Market analysts usually define market segments in three ways: by the form factor, by the technology they use, and by the tasks they generally perform. This usually works well, even though both the technologies and the tasks overlap. The problem is that while the iPad is neither a portable PC nor a mobile phone, some of its competitors will be. The leading research companies, Gartner and IDC, are therefore looking at their mobile device definitions, and IDC could start a 'media tablet' category.
It’s trickier than it sounds.
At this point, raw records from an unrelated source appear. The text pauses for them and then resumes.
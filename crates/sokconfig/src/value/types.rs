//! Compile-time value types and their subtype-specific constraints

use std::cmp::Ordering;
use std::fmt;

use super::raw::{RawValue, ValueKind};
use crate::error::{Error, SokResult};

/// A type a [`Value`](super::Value) can hold
///
/// Conversions are strict: an integer is not accepted where a float is
/// expected, and a boolean is never an integer.
pub trait ValueType: Clone + fmt::Debug + Send + Sync + 'static {
	/// Runtime tag used for dynamic checks
	const KIND: ValueKind;

	/// Constraints checked after the base type check
	type Rules: Rules<Self>;

	/// Convert a raw candidate, handing it back unchanged on a type mismatch
	fn from_raw(raw: RawValue) -> Result<Self, RawValue>;

	fn into_raw(self) -> RawValue;
}

/// Subtype-specific constraints of a value type
pub trait Rules<T>: Default + fmt::Debug + Send + Sync + 'static {
	/// Check a well-typed, non-null candidate
	fn check(&self, value: &T) -> SokResult<()>;

	/// Check the constraints themselves when a value is built
	fn check_config(&self) -> SokResult<()> {
		Ok(())
	}
}

/// No constraints beyond the type itself
#[derive(Debug, Clone, Copy, Default)]
pub struct NoRules;

impl<T> Rules<T> for NoRules {
	fn check(&self, _value: &T) -> SokResult<()> {
		Ok(())
	}
}

/// Inclusive numeric bounds, either side optional
#[derive(Debug, Clone, Copy, PartialEq)]
pub struct Bounds<N> {
	pub min: Option<N>,
	pub max: Option<N>,
}

impl<N> Default for Bounds<N> {
	fn default() -> Self {
		Self { min: None, max: None }
	}
}

impl<N> Bounds<N>
where
	N: PartialOrd,
{
	/// Incomparable values (NaN) are never within a bound
	fn within(&self, value: &N) -> bool {
		let above_min = self
			.min
			.as_ref()
			.is_none_or(|min| matches!(value.partial_cmp(min), Some(Ordering::Greater | Ordering::Equal)));
		let below_max = self
			.max
			.as_ref()
			.is_none_or(|max| matches!(value.partial_cmp(max), Some(Ordering::Less | Ordering::Equal)));
		above_min && below_max
	}
}

impl<N> Rules<N> for Bounds<N>
where
	N: PartialOrd + fmt::Display + fmt::Debug + Send + Sync + 'static,
{
	fn check(&self, value: &N) -> SokResult<()> {
		if self.within(value) {
			return Ok(());
		}
		Err(Error::OutOfRange {
			value: value.to_string(),
			min: self.min.as_ref().map(ToString::to_string),
			max: self.max.as_ref().map(ToString::to_string),
		})
	}

	fn check_config(&self) -> SokResult<()> {
		for bound in [&self.min, &self.max].into_iter().flatten() {
			if bound.partial_cmp(bound).is_none() {
				return Err(Error::ConfigError(format!("bound {} is not comparable", bound)));
			}
		}
		if let (Some(min), Some(max)) = (&self.min, &self.max) {
			if min > max {
				return Err(Error::ConfigError(format!(
					"min_value ({}) > max_value ({})",
					min, max
				)));
			}
		}
		Ok(())
	}
}

/// Optional element type of a list value
#[derive(Debug, Clone, Copy, Default, PartialEq, Eq)]
pub struct ListRules {
	pub element_type: Option<ValueKind>,
}

impl ListRules {
	pub(crate) fn check_element(&self, index: usize, item: &RawValue) -> SokResult<()> {
		match self.element_type {
			Some(expected) if item.kind() != Some(expected) => {
				Err(Error::ElementType { index, expected, found: item.type_name() })
			}
			_ => Ok(()),
		}
	}
}

impl Rules<Vec<RawValue>> for ListRules {
	fn check(&self, value: &Vec<RawValue>) -> SokResult<()> {
		value.iter().enumerate().try_for_each(|(index, item)| self.check_element(index, item))
	}
}

impl ValueType for i64 {
	const KIND: ValueKind = ValueKind::Int;
	type Rules = Bounds<i64>;

	fn from_raw(raw: RawValue) -> Result<Self, RawValue> {
		match raw {
			RawValue::Int(i) => Ok(i),
			other => Err(other),
		}
	}

	fn into_raw(self) -> RawValue {
		RawValue::Int(self)
	}
}

impl ValueType for f64 {
	const KIND: ValueKind = ValueKind::Float;
	type Rules = Bounds<f64>;

	fn from_raw(raw: RawValue) -> Result<Self, RawValue> {
		match raw {
			RawValue::Float(f) => Ok(f),
			other => Err(other),
		}
	}

	fn into_raw(self) -> RawValue {
		RawValue::Float(self)
	}
}

impl ValueType for bool {
	const KIND: ValueKind = ValueKind::Bool;
	type Rules = NoRules;

	fn from_raw(raw: RawValue) -> Result<Self, RawValue> {
		match raw {
			RawValue::Bool(b) => Ok(b),
			other => Err(other),
		}
	}

	fn into_raw(self) -> RawValue {
		RawValue::Bool(self)
	}
}

impl ValueType for String {
	const KIND: ValueKind = ValueKind::String;
	type Rules = NoRules;

	fn from_raw(raw: RawValue) -> Result<Self, RawValue> {
		match raw {
			RawValue::String(s) => Ok(s),
			other => Err(other),
		}
	}

	fn into_raw(self) -> RawValue {
		RawValue::String(self)
	}
}

impl ValueType for Vec<RawValue> {
	const KIND: ValueKind = ValueKind::List;
	type Rules = ListRules;

	fn from_raw(raw: RawValue) -> Result<Self, RawValue> {
		match raw {
			RawValue::List(items) => Ok(items),
			other => Err(other),
		}
	}

	fn into_raw(self) -> RawValue {
		RawValue::List(self)
	}
}


// vim: ts=4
IDC research manager Eszter Morvay told me that "whilst the current IDC standpoint is to exclude this category from the PC tracker because of the non-x86 processor and non-PC OS, there will indeed be products with x86 processors and Windows OS. At IDC we'll have to be clear about how we define these products and how we track them in order to have a sensible and useful view of the market and in order to avoid double counting."
The iPad challenges current definitions because it’s cleverly positioned between the markets for MP3/media players and for personal computers, while being cleverly designed to replace neither. From the technology point of view, it’s an enlarged version of an iPod touch, which no one would mistake for a PC. But still, most of the things that people actually do with iPads have, until now, been the province of the personal computer: web browsing, social networking, checking email, a bit of messaging.
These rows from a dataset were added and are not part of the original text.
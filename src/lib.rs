//! Differentiable spatial primitives for particle simulations.
//!
//! Displacements, distances and position shifts in free space, in axis-aligned periodic boxes
//! and in general (sheared, possibly deforming) periodic cells, together with the cell
//! transforms that map fractional coordinates to real ones. Every operation comes with an
//! explicit vector-Jacobian product so that forces can be obtained as gradients of energies.
pub mod space;
pub mod utils;

pub use space::config::{Boundary, BoundaryConfig};
pub use space::error::{Result, SpaceError};
pub use space::free_space::{distance, free, pairwise_displacement, FreeSpace};
pub use space::periodic_box::{periodic, periodic_displacement, periodic_shift, BoxSize, PeriodicBox};
pub use space::periodic_general::{periodic_general, CellTransform, PeriodicGeneral};
pub use space::traits::{DisplacementFn, ShiftFn, Space};
pub use space::transform::{small_inverse, transform};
There’s always a chance that iPad sales will crash after the first round of buyers have bought their second machine: the one with the camera they need for FaceTime, which Apple cunningly left out of the original. The iPad is great fun to use and sells mainly because it’s a shiny new toy, but it could still go the way of the Furby (40 million sold) or the Tamagotchi (over 70 million).
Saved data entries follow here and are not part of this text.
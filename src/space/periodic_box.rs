use super::error::{Result, SpaceError};
use super::free_space::pairwise_displacement;
use super::traits::{into_functions, DisplacementFn, ShiftFn, Space};
use super::{check_same_shape, spatial_dimension};
use log::debug;
use ndarray::{Array, Array1, Array2, Array3, ArrayBase, ArrayView2, Axis, Data, Dimension};
use serde::{Deserialize, Serialize};

/// Side lengths of an axis-aligned periodic box.
///
/// A scalar describes a cube (or square) and applies to every axis; a vector gives one side per
/// axis and must match the spatial dimension of the arrays it is used with.
#[derive(Debug, Clone, PartialEq, Serialize, Deserialize)]
#[serde(untagged)]
pub enum BoxSize {
    Scalar(f64),
    PerAxis(Vec<f64>),
}

impl BoxSize {
    /// The unit cell, used for fractional coordinates.
    pub const UNIT: BoxSize = BoxSize::Scalar(1.0);

    /// Checks that every side is finite and strictly positive.
    pub fn validate(&self) -> Result<()> {
        let sides: &[f64] = match self {
            BoxSize::Scalar(l) => std::slice::from_ref(l),
            BoxSize::PerAxis(sides) => sides,
        };
        match sides.iter().find(|l| !(l.is_finite() && **l > 0.0)) {
            Some(&value) => Err(SpaceError::InvalidBoxSize { value }),
            None => Ok(()),
        }
    }

    /// Number of axes the box is bound to, or `None` for a scalar side.
    pub fn dimensions(&self) -> Option<usize> {
        match self {
            BoxSize::Scalar(_) => None,
            BoxSize::PerAxis(sides) => Some(sides.len()),
        }
    }

    /// Side lengths along each of `dimensions` axes.
    ///
    /// # Arguments
    /// * `dimensions` - The spatial dimension of the system.
    ///
    /// # Returns
    /// A vector of `dimensions` side lengths. A scalar side is repeated along every axis.
    ///
    /// # Errors
    /// Returns [`SpaceError::ShapeMismatch`] if a per-axis box has a different number of axes.
    pub fn sides(&self, dimensions: usize) -> Result<Array1<f64>> {
        match self {
            BoxSize::Scalar(l) => Ok(Array1::from_elem(dimensions, *l)),
            BoxSize::PerAxis(sides) if sides.len() == dimensions => Ok(Array1::from(sides.clone())),
            BoxSize::PerAxis(sides) => Err(SpaceError::shape_mismatch(
                "box_size",
                &[sides.len()],
                &[dimensions],
            )),
        }
    }

    /// The box as a diagonal cell matrix, mapping fractional coordinates to real ones.
    pub fn as_transform(&self, dimensions: usize) -> Result<Array2<f64>> {
        Ok(Array2::from_diag(&self.sides(dimensions)?))
    }

    /// D-dimensional volume of the box.
    pub fn volume(&self, dimensions: usize) -> Result<f64> {
        Ok(self.sides(dimensions)?.product())
    }

    /// Applies `f(x, side)` to every element of `a`, pairing the trailing axis with the sides.
    fn map_per_axis<S, D, F>(
        &self,
        operation: &'static str,
        a: &ArrayBase<S, D>,
        f: F,
    ) -> Result<Array<f64, D>>
    where
        S: Data<Elem = f64>,
        D: Dimension,
        F: Fn(f64, f64) -> f64,
    {
        let d = spatial_dimension(operation, a)?;
        match self {
            BoxSize::Scalar(l) => Ok(a.mapv(|x| f(x, *l))),
            BoxSize::PerAxis(sides) => {
                if sides.len() != d {
                    return Err(SpaceError::shape_mismatch(operation, &[sides.len()], a.shape()));
                }
                let mut out = a.to_owned();
                for mut lane in out.lanes_mut(Axis(a.ndim() - 1)) {
                    lane.iter_mut()
                        .zip(sides)
                        .for_each(|(x, &l)| *x = f(*x, l));
                }
                Ok(out)
            }
        }
    }

    /// Gradient with respect to the sides of a wrap that removes `images(x, side)` periods
    /// from every element `x`, contracted with the cotangent `g`.
    fn image_gradient<S1, S2, D, F>(
        &self,
        operation: &'static str,
        x: &ArrayBase<S1, D>,
        g: &ArrayBase<S2, D>,
        images: F,
    ) -> Result<BoxSize>
    where
        S1: Data<Elem = f64>,
        S2: Data<Elem = f64>,
        D: Dimension,
        F: Fn(f64, f64) -> f64,
    {
        check_same_shape(operation, x, g)?;
        let d = spatial_dimension(operation, x)?;
        match self {
            BoxSize::Scalar(l) => Ok(BoxSize::Scalar(
                x.iter()
                    .zip(g.iter())
                    .map(|(&xi, &gi)| -gi * images(xi, *l))
                    .sum(),
            )),
            BoxSize::PerAxis(sides) => {
                if sides.len() != d {
                    return Err(SpaceError::shape_mismatch(operation, &[sides.len()], x.shape()));
                }
                let axis = Axis(x.ndim() - 1);
                let mut grad = vec![0.0; d];
                for (x_lane, g_lane) in x.lanes(axis).into_iter().zip(g.lanes(axis)) {
                    let axes = x_lane.iter().zip(g_lane.iter()).zip(sides);
                    for (k, ((&xk, &gk), &l)) in axes.enumerate() {
                        grad[k] -= gk * images(xk, l);
                    }
                }
                Ok(BoxSize::PerAxis(grad))
            }
        }
    }
}

impl From<f64> for BoxSize {
    fn from(side: f64) -> Self {
        BoxSize::Scalar(side)
    }
}

impl From<Vec<f64>> for BoxSize {
    fn from(sides: Vec<f64>) -> Self {
        BoxSize::PerAxis(sides)
    }
}

impl<const D: usize> From<[f64; D]> for BoxSize {
    fn from(sides: [f64; D]) -> Self {
        BoxSize::PerAxis(sides.to_vec())
    }
}

impl From<Array1<f64>> for BoxSize {
    fn from(sides: Array1<f64>) -> Self {
        BoxSize::PerAxis(sides.to_vec())
    }
}

/// Nearest image of a displacement component, in `[-side/2, side/2)`.
fn wrap_displacement(x: f64, side: f64) -> f64 {
    (x + 0.5 * side).rem_euclid(side) - 0.5 * side
}

/// Number of periods removed by [`wrap_displacement`].
fn displacement_images(x: f64, side: f64) -> f64 {
    ((x + 0.5 * side) / side).floor()
}

/// Fundamental image of a position component, in `[0, side)`.
///
/// `rem_euclid` rounds to `side` itself for tiny negative inputs; those land on `0`.
fn wrap_position(x: f64, side: f64) -> f64 {
    let wrapped = x.rem_euclid(side);
    if wrapped < side {
        wrapped
    } else {
        0.0
    }
}

/// Number of periods removed by [`wrap_position`].
fn position_images(x: f64, side: f64) -> f64 {
    (x / side).floor()
}

/// Wraps displacements into the minimum-image convention of a periodic box.
///
/// Every component along the trailing axis becomes `((dr + side/2) mod side) - side/2`, the
/// shortest signed displacement equivalent to `dr` modulo the box.
///
/// # Arguments
/// * `side` - The side lengths of the box.
/// * `dr` - Raw displacements of any shape, with the spatial dimension on the trailing axis.
///
/// # Returns
/// An array of the shape of `dr` with every component in `[-side/2, side/2)`.
///
/// # Errors
/// Returns [`SpaceError::InvalidBoxSize`] if a side is not finite and positive, or
/// [`SpaceError::ShapeMismatch`] if a per-axis box does not match the trailing dimension of
/// `dr`.
pub fn periodic_displacement<S, D>(side: &BoxSize, dr: &ArrayBase<S, D>) -> Result<Array<f64, D>>
where
    S: Data<Elem = f64>,
    D: Dimension,
{
    side.validate()?;
    side.map_per_axis("periodic_displacement", dr, wrap_displacement)
}

/// Vector-Jacobian product of [`periodic_displacement`].
///
/// The wrap is a translation by a locally constant number of periods, so the cotangent of `dr`
/// is `g` itself. Returns `(grad_dr, grad_side)`, with `grad_side` of the same kind as `side`.
pub fn periodic_displacement_vjp<S1, S2, D>(
    side: &BoxSize,
    dr: &ArrayBase<S1, D>,
    g: &ArrayBase<S2, D>,
) -> Result<(Array<f64, D>, BoxSize)>
where
    S1: Data<Elem = f64>,
    S2: Data<Elem = f64>,
    D: Dimension,
{
    side.validate()?;
    let grad_side = side.image_gradient("periodic_displacement_vjp", dr, g, displacement_images)?;
    Ok((g.to_owned(), grad_side))
}

/// Moves positions `r` by `dr` and wraps the result into the box `[0, side)`.
///
/// The result always lies inside the box, whatever the size of `dr`. Displacements longer
/// than half the box are wrapped too, which the minimum-image convention cannot undo.
///
/// # Arguments
/// * `side` - The side lengths of the box.
/// * `r` - Positions inside the box.
/// * `dr` - Displacements with the shape of `r`.
///
/// # Returns
/// The moved positions, each component in `[0, side)`.
///
/// # Errors
/// Returns [`SpaceError::InvalidBoxSize`] for a side that is not finite and positive, and
/// [`SpaceError::ShapeMismatch`] if `r` and `dr` differ in shape or a per-axis box does not
/// match their trailing dimension.
pub fn periodic_shift<S1, S2, D>(
    side: &BoxSize,
    r: &ArrayBase<S1, D>,
    dr: &ArrayBase<S2, D>,
) -> Result<Array<f64, D>>
where
    S1: Data<Elem = f64>,
    S2: Data<Elem = f64>,
    D: Dimension,
{
    side.validate()?;
    check_same_shape("periodic_shift", r, dr)?;
    let mut moved = r.to_owned();
    moved += dr;
    side.map_per_axis("periodic_shift", &moved, wrap_position)
}

/// Vector-Jacobian product of [`periodic_shift`].
///
/// Returns `(grad_r, grad_dr, grad_side)`; the first two are `g` itself.
pub fn periodic_shift_vjp<S1, S2, S3, D>(
    side: &BoxSize,
    r: &ArrayBase<S1, D>,
    dr: &ArrayBase<S2, D>,
    g: &ArrayBase<S3, D>,
) -> Result<(Array<f64, D>, Array<f64, D>, BoxSize)>
where
    S1: Data<Elem = f64>,
    S2: Data<Elem = f64>,
    S3: Data<Elem = f64>,
    D: Dimension,
{
    side.validate()?;
    check_same_shape("periodic_shift_vjp", r, dr)?;
    let mut moved = r.to_owned();
    moved += dr;
    let grad_side = side.image_gradient("periodic_shift_vjp", &moved, g, position_images)?;
    Ok((g.to_owned(), g.to_owned(), grad_side))
}

/// A box with periodic boundary conditions along every axis.
///
/// Positions are real coordinates in `[0, side)`. Displacements follow the minimum-image
/// convention and shifted positions are wrapped back to their fundamental image.
#[derive(Debug, Clone, PartialEq)]
pub struct PeriodicBox {
    /// The lengths of the box.
    side: BoxSize,
}

impl PeriodicBox {
    /// Creates a new `PeriodicBox`.
    ///
    /// # Arguments
    /// * `side` - A scalar side shared by every axis, or one side per axis.
    ///
    /// # Returns
    /// A new `PeriodicBox` with the given sides.
    ///
    /// # Errors
    /// Returns [`SpaceError::InvalidBoxSize`] if any side is not finite and positive.
    pub fn new<B: Into<BoxSize>>(side: B) -> Result<Self> {
        let side = side.into();
        side.validate()?;
        debug!("Periodic box with sides {:?}", side);
        Ok(Self { side })
    }

    /// Returns the side lengths of the box.
    pub fn side(&self) -> &BoxSize {
        &self.side
    }

    /// D-dimensional volume of the box.
    pub fn volume(&self, dimensions: usize) -> Result<f64> {
        self.side.volume(dimensions)
    }

    /// Maps positions to their fundamental image, in `[0, side)` along every axis.
    ///
    /// # Arguments
    /// * `r` - Positions of any shape, with the spatial dimension on the trailing axis.
    ///
    /// # Errors
    /// Returns [`SpaceError::ShapeMismatch`] if a per-axis box does not match `r`.
    pub fn fundamental_image<S, D>(&self, r: &ArrayBase<S, D>) -> Result<Array<f64, D>>
    where
        S: Data<Elem = f64>,
        D: Dimension,
    {
        self.side.map_per_axis("fundamental_image", r, wrap_position)
    }
}

impl Space for PeriodicBox {
    fn spatial_dimensions(&self) -> Option<usize> {
        self.side.dimensions()
    }

    /// Computes the minimum-image displacement between every pair.
    fn displacement<'a, 'b, A, B>(&self, ra: A, rb: B, _time: Option<f64>) -> Result<Array3<f64>>
    where
        A: Into<ArrayView2<'a, f64>>,
        B: Into<ArrayView2<'b, f64>>,
    {
        periodic_displacement(&self.side, &pairwise_displacement(ra, rb)?)
    }

    /// Moves every particle and wraps it back into the box.
    fn shift<'a, 'b, A, B>(&self, r: A, dr: B, _time: Option<f64>) -> Result<Array2<f64>>
    where
        A: Into<ArrayView2<'a, f64>>,
        B: Into<ArrayView2<'b, f64>>,
    {
        let r: ArrayView2<f64> = r.into();
        let dr: ArrayView2<f64> = dr.into();
        periodic_shift(&self.side, &r, &dr)
    }
}

/// Displacement and shift functions of an axis-aligned periodic box.
///
/// # Errors
/// Returns [`SpaceError::InvalidBoxSize`] if any side is not finite and positive.
pub fn periodic<B: Into<BoxSize>>(box_size: B) -> Result<(DisplacementFn, ShiftFn)> {
    Ok(into_functions(PeriodicBox::new(box_size)?))
}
However, we also know that as markets grow larger and richer, they are able to support new categories of device. For example, you can still buy a general purpose 'family car' descended from the Model T Ford, but there are many other options from single-seater sports cars to giant 4x4 'people carriers'. There’s no reason why a computer market that supports handhelds, portables, desktops and servers can’t grow to include media tablets.